◆ **Work instruction**: What lines in the data below mention the string "fill"? Copy them out.

◆ **Given records**:

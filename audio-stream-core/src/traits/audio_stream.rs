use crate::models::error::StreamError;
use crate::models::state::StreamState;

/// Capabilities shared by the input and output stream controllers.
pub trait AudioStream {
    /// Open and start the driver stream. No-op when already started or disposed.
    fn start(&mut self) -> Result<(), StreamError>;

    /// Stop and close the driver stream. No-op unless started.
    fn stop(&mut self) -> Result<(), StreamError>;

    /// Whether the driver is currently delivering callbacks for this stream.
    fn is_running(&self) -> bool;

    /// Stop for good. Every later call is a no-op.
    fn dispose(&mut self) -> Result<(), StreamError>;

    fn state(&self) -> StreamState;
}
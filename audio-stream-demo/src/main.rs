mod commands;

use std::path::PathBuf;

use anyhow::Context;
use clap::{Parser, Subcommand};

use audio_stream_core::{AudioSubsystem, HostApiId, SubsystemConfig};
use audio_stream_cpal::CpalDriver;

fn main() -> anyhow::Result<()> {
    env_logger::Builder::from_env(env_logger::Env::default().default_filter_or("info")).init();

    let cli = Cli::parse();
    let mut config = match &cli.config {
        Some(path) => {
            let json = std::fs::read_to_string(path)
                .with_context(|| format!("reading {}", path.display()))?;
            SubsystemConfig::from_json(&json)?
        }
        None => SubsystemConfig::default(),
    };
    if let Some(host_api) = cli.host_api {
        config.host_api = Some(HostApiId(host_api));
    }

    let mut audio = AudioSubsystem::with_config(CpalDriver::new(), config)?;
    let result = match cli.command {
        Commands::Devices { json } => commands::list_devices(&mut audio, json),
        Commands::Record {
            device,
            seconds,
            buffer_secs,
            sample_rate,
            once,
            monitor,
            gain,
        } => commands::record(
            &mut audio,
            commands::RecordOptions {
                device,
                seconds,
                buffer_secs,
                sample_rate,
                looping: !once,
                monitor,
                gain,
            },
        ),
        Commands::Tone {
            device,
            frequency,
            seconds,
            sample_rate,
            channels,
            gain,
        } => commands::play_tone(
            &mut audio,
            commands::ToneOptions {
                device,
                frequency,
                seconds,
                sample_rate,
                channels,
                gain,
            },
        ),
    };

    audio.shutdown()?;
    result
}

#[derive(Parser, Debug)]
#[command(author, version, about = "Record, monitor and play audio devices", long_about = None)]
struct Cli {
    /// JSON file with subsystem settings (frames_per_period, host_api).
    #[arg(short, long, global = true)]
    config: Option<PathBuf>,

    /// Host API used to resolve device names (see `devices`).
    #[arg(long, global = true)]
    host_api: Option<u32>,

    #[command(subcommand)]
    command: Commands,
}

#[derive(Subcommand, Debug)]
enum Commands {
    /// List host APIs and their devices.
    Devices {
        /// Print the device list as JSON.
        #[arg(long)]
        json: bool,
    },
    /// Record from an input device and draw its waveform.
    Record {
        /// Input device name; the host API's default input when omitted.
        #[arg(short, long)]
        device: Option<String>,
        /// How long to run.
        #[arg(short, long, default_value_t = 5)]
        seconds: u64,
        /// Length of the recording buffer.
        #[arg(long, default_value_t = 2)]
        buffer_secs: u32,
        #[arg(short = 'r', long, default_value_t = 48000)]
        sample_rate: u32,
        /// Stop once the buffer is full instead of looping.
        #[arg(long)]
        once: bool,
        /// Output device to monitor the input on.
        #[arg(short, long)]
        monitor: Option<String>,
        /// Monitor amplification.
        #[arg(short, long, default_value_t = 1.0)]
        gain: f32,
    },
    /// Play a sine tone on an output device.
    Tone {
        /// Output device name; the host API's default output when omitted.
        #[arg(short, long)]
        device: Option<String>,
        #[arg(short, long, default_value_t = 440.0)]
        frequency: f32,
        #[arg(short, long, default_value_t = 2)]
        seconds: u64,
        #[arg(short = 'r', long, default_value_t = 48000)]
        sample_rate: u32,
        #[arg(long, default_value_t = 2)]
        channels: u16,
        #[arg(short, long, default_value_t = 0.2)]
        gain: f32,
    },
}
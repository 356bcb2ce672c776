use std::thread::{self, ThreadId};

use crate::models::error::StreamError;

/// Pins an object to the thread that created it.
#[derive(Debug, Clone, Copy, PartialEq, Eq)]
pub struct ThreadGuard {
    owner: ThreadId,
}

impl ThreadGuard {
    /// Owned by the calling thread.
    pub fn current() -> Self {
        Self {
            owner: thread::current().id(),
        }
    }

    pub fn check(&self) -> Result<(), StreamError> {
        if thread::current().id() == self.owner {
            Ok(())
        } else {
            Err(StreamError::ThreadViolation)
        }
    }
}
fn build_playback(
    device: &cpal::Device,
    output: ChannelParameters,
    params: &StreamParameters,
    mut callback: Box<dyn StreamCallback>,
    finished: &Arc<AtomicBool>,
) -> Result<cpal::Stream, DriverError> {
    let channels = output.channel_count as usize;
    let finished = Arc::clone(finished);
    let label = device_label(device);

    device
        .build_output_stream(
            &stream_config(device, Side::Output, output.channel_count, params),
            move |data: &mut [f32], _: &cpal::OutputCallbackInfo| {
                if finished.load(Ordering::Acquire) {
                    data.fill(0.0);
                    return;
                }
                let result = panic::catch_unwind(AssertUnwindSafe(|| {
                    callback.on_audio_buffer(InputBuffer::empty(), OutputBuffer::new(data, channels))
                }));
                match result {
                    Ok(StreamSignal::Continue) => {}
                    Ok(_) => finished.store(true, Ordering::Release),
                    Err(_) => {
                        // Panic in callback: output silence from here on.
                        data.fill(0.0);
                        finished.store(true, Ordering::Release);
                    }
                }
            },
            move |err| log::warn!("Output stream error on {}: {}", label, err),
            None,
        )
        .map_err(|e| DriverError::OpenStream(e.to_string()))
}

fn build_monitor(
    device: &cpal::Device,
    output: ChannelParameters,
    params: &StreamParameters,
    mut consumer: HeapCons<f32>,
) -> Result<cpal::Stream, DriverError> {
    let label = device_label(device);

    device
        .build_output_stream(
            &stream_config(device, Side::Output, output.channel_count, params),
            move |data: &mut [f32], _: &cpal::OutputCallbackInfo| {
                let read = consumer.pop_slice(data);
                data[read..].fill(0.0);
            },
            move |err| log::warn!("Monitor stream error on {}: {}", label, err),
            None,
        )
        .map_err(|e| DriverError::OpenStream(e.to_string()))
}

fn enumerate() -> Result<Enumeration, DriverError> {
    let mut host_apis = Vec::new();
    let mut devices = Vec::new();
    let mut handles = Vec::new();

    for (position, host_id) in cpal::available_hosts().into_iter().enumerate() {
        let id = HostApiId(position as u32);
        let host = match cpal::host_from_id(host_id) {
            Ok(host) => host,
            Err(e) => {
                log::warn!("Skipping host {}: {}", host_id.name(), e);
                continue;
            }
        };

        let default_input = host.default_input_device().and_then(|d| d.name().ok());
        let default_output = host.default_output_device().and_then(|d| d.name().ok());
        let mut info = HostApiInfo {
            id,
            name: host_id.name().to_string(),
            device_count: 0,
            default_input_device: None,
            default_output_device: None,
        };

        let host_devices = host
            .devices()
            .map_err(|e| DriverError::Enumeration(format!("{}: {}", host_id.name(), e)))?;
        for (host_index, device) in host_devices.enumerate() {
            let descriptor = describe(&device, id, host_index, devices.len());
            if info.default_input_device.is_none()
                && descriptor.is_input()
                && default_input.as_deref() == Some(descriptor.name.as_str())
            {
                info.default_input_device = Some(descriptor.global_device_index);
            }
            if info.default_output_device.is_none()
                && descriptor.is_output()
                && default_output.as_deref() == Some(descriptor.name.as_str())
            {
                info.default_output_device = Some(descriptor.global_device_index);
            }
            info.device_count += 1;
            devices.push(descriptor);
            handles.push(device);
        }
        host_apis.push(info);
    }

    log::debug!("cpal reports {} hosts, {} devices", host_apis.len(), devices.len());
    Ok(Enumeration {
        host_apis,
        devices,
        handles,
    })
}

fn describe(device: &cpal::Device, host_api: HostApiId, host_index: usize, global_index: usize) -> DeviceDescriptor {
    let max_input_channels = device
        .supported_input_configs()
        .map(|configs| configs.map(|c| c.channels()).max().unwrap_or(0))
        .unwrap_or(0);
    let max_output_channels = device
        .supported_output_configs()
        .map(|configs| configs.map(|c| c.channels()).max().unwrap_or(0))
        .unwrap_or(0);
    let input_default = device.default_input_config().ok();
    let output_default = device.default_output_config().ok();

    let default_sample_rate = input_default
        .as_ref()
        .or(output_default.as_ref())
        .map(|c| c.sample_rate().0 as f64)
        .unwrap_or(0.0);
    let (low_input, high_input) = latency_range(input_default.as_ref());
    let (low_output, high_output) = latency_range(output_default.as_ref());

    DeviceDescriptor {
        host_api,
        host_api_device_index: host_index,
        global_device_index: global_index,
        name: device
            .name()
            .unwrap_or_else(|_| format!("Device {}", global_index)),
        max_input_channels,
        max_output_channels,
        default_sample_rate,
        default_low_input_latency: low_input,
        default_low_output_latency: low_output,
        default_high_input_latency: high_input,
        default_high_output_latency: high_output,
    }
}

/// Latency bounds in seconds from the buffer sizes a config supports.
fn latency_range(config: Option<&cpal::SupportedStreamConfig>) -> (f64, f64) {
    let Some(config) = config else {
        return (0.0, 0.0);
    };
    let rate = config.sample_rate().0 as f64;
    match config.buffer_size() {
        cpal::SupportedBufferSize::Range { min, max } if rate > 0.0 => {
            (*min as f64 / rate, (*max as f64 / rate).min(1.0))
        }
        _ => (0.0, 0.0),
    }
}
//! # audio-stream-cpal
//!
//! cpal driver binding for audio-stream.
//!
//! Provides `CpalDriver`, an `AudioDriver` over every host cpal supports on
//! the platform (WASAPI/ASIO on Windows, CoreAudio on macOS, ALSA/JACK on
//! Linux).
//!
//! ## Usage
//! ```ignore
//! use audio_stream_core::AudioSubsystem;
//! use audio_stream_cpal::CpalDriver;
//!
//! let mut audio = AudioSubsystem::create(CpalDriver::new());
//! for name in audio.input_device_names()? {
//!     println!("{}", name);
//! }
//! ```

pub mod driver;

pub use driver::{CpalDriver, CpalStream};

◆ **Answer for this exercise**:
                    data.fill(0.0);
                        data.fill(0.0);
                data[read..].fill(0.0);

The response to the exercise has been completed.